-- PROBLEM --
From the listing below, return every line with the string "struct" in it.

-- RECORDED DATA --
════════

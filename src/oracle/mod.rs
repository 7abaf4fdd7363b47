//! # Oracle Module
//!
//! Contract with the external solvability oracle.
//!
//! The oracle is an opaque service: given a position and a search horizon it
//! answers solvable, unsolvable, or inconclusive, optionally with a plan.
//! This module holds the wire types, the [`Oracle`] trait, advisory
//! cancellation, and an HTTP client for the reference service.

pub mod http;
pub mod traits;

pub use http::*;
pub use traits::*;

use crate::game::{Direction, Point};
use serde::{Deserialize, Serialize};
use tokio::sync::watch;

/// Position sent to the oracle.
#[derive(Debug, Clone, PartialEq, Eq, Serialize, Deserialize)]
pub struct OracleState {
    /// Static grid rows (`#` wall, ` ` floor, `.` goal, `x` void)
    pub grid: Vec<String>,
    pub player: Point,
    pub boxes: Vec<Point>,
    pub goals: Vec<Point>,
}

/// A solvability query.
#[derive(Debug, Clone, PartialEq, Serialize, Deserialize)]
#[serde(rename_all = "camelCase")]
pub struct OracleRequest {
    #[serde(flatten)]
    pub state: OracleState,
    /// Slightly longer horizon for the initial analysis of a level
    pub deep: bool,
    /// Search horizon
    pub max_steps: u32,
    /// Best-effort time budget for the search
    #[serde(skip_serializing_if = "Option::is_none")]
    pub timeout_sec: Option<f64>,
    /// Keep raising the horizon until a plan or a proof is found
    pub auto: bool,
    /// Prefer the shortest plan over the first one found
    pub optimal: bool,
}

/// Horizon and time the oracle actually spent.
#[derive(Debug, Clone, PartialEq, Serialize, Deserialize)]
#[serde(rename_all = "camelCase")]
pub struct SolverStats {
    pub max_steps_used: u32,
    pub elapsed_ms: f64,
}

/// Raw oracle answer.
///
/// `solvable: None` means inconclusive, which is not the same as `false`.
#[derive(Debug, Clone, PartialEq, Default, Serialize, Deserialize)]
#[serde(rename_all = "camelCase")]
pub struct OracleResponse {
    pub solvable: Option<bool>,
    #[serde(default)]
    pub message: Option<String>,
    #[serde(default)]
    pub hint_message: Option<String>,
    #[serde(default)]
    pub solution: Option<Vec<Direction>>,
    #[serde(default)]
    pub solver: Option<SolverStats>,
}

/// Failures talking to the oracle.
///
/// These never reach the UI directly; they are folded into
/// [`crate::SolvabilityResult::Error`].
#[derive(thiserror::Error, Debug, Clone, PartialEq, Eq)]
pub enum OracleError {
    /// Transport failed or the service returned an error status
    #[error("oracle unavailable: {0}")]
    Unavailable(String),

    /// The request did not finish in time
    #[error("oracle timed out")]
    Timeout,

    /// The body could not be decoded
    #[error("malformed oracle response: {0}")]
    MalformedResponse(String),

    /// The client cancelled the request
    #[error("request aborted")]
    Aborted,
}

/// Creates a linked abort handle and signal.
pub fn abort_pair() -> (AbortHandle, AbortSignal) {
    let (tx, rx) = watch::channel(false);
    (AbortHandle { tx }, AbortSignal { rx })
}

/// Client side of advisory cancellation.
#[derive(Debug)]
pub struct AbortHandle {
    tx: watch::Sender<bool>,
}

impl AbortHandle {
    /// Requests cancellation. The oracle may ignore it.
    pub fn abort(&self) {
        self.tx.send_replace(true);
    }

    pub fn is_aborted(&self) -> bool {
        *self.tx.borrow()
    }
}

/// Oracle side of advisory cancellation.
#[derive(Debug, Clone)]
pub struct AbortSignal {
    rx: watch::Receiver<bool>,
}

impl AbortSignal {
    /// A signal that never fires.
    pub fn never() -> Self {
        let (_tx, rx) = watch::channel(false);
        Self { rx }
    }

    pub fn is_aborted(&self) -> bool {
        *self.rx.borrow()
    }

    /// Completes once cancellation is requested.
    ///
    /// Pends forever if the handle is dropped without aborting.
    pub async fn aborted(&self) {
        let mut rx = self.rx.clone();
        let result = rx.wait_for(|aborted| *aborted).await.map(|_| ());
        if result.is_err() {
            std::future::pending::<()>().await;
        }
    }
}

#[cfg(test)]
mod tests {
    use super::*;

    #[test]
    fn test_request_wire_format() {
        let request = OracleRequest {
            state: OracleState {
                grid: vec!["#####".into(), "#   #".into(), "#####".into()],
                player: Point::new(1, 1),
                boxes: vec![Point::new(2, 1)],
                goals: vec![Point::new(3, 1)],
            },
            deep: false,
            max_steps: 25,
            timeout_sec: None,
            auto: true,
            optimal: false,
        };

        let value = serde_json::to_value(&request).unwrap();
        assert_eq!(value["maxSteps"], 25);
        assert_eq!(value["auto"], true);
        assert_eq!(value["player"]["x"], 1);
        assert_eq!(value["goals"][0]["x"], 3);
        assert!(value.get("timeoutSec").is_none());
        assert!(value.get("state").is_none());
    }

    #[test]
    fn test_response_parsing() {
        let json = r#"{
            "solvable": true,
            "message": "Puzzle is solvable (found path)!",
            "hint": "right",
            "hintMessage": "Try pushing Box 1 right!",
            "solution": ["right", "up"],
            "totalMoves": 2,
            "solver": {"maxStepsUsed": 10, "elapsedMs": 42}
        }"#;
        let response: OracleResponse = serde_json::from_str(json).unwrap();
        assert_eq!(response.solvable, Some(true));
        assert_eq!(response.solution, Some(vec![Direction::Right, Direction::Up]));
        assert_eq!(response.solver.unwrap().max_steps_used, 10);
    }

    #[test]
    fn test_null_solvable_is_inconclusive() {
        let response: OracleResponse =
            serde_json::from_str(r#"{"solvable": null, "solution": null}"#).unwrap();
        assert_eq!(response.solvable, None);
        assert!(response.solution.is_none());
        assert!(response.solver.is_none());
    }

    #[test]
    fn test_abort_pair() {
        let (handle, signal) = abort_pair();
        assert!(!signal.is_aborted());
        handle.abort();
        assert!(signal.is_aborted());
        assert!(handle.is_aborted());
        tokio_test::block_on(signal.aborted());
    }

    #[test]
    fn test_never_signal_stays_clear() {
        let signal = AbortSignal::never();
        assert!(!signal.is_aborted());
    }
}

════════

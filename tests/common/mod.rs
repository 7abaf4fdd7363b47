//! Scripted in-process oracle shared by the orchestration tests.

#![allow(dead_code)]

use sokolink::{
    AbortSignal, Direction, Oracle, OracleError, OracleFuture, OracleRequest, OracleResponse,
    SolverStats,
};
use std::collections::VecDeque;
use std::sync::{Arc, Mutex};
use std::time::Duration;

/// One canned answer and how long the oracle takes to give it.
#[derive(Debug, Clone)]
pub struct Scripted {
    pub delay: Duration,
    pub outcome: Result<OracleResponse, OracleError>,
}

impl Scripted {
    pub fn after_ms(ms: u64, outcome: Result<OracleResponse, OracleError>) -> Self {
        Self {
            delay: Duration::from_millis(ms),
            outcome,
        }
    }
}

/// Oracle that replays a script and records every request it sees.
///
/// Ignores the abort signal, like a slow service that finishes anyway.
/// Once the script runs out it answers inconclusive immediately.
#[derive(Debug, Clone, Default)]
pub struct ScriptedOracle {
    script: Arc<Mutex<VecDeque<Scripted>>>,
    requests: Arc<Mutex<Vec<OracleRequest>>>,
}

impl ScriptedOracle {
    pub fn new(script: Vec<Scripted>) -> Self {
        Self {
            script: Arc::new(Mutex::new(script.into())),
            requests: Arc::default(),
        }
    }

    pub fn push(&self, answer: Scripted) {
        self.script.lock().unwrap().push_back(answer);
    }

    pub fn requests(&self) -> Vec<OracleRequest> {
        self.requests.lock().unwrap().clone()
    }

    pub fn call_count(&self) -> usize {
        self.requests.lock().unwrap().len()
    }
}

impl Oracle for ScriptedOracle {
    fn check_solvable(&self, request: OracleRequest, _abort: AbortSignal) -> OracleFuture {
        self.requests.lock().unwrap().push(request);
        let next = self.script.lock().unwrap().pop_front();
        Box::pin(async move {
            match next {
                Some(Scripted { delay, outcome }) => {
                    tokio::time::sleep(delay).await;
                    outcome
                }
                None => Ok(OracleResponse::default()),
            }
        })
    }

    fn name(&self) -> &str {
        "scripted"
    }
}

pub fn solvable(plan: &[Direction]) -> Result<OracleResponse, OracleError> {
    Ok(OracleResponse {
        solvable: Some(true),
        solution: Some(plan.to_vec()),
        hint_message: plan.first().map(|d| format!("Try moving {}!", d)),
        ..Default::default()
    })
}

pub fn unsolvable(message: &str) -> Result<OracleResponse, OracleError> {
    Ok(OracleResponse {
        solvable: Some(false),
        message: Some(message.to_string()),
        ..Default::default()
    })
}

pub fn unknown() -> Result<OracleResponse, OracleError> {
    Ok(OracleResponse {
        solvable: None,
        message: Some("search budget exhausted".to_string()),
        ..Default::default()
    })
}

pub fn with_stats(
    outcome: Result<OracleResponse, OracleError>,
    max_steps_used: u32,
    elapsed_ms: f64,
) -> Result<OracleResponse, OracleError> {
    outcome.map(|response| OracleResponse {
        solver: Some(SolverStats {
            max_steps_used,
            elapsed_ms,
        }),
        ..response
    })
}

════════

-- ANSWER SPACE --
pub struct OracleState {
pub struct OracleRequest {
pub struct SolverStats {
pub struct OracleResponse {
pub struct AbortHandle {
pub struct AbortSignal {
pub struct Scripted {
pub struct ScriptedOracle {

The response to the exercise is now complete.